Visualising rasterdiv indexes with Helical Plots

# Required packages
require(rasterdiv)
require(ggplot2)
require(COVID19)

This vignette demonstrates the application of rasterdiv for visualising time-series data, such as Rao’s index, using helical plots. The concept of helical graphs was introduced by Danny Dorling and Kirsten McClur as an alternative way to visualise the progression and rate of change in a time series. This approach can be particularly useful to look at time series of disease case progression during pandemic events, such as during COVID-19. Here, we adapt this method for time series of ecological indexes like Rao’s Quadratic Entropy.

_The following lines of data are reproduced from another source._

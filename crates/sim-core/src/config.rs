//! Configuration management for clustersim
//!
//! Supports YAML files, environment variables and command-line overrides,
//! layered with the `config` crate.

use crate::types::SystemType;
use crate::{Error, Result};
use serde::{Deserialize, Serialize};
use std::path::{Path, PathBuf};
use tracing::debug;

/// Main configuration structure
#[derive(Debug, Clone, PartialEq, Default, Serialize, Deserialize)]
#[serde(default)]
pub struct SimConfig {
    /// Shape of the demo cluster created at session start
    pub cluster: ClusterConfig,

    /// Snapshot retention and storage
    pub snapshots: SnapshotConfig,

    /// Terminal output settings
    pub output: OutputConfig,

    /// "Did you mean" suggestion tuning
    pub matcher: MatcherConfig,
}

/// Demo cluster shape
#[derive(Debug, Clone, PartialEq, Serialize, Deserialize)]
#[serde(default)]
pub struct ClusterConfig {
    pub name: String,
    pub nodes: u32,
    pub gpus_per_node: u32,
    pub system_type: SystemType,
    /// Seed for UUIDs and serial numbers
    pub seed: u64,
    pub simulation_speed: f64,
}

impl Default for ClusterConfig {
    fn default() -> Self {
        Self {
            name: "dgx-cluster".to_string(),
            nodes: 4,
            gpus_per_node: 8,
            system_type: SystemType::DgxA100,
            seed: 42,
            simulation_speed: 1.0,
        }
    }
}

impl ClusterConfig {
    pub fn validate(&self) -> Result<()> {
        if self.nodes == 0 {
            return Err(Error::config("cluster.nodes must be at least 1"));
        }
        if self.gpus_per_node == 0 || self.gpus_per_node > 16 {
            return Err(Error::config("cluster.gpus_per_node must be between 1 and 16"));
        }
        if self.simulation_speed <= 0.0 {
            return Err(Error::config("cluster.simulation_speed must be positive"));
        }
        Ok(())
    }
}

/// Snapshot retention
#[derive(Debug, Clone, PartialEq, Serialize, Deserialize)]
#[serde(default)]
pub struct SnapshotConfig {
    /// JSON file the snapshot list is persisted to; in-memory only when unset
    pub storage_path: Option<PathBuf>,
    /// Oldest non-baseline snapshots are evicted past this count
    pub max_snapshots: usize,
}

impl Default for SnapshotConfig {
    fn default() -> Self {
        Self {
            storage_path: None,
            max_snapshots: 20,
        }
    }
}

/// Terminal output settings
#[derive(Debug, Clone, PartialEq, Serialize, Deserialize)]
#[serde(default)]
pub struct OutputConfig {
    pub color: bool,
}

impl Default for OutputConfig {
    fn default() -> Self {
        Self { color: true }
    }
}

/// Fuzzy matcher settings
#[derive(Debug, Clone, PartialEq, Serialize, Deserialize)]
#[serde(default)]
pub struct MatcherConfig {
    pub max_distance: usize,
}

impl Default for MatcherConfig {
    fn default() -> Self {
        Self { max_distance: 3 }
    }
}

impl SimConfig {
    /// Load configuration from multiple sources with precedence:
    /// 1. Environment variables (highest)
    /// 2. Configuration file (explicit path, `CLUSTERSIM_CONFIG`, or `./clustersim.yaml`)
    /// 3. Defaults (lowest)
    pub fn load(path: Option<&Path>) -> Result<Self> {
        let mut builder =
            config::Config::builder().add_source(config::Config::try_from(&Self::default())?);

        match path {
            Some(path) => {
                builder = builder.add_source(config::File::from(path.to_path_buf()));
            }
            None => {
                if let Ok(config_path) = std::env::var("CLUSTERSIM_CONFIG") {
                    builder =
                        builder.add_source(config::File::with_name(&config_path).required(false));
                } else {
                    builder = builder
                        .add_source(config::File::with_name("./clustersim.yaml").required(false));
                }
            }
        }

        builder = builder.add_source(
            config::Environment::with_prefix("CLUSTERSIM")
                .separator("__")
                .try_parsing(true),
        );

        let parsed: Self = builder.build()?.try_deserialize()?;
        parsed.validate()?;
        debug!(
            "Configuration loaded: {} nodes x {} GPUs ({})",
            parsed.cluster.nodes, parsed.cluster.gpus_per_node, parsed.cluster.system_type
        );
        Ok(parsed)
    }

    /// Validate the configuration
    pub fn validate(&self) -> Result<()> {
        self.cluster.validate()?;
        if self.snapshots.max_snapshots == 0 {
            return Err(Error::config("snapshots.max_snapshots must be at least 1"));
        }
        Ok(())
    }

    /// Render the effective configuration as YAML
    pub fn to_yaml(&self) -> Result<String> {
        Ok(serde_yaml::to_string(self)?)
    }
}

NDVI Time Series of a Deciduous Forest

ndviForestTS is a list of 3x3 matrix simulating (following a sinusoidal function with some Gaussian noise) the NDVI values (8-bit) of a patch of deciduous forest in a temperate climate from 1st of January for 3 years.

# Load NDVI time series data
ndviForestTS <- readRDS(system.file("extdata", "ndviForestTS.rds", package = "rasterdiv"))

# Calculate the average NDVI for the forest patch
avgNDVI <- sapply(ndviForestTS, function(x) sum(x) / 3^2)

# Plot the average NDVI over time
dates <- seq(as.Date("2023-01-01"), by = "day", length.out = length(ndviForestTS))
plot(dates, avgNDVI, type = 'l', col = 'darkgreen', xlab = 'Day of Year', ylab = 'NDVI', main = 'Seasonal NDVI Variation')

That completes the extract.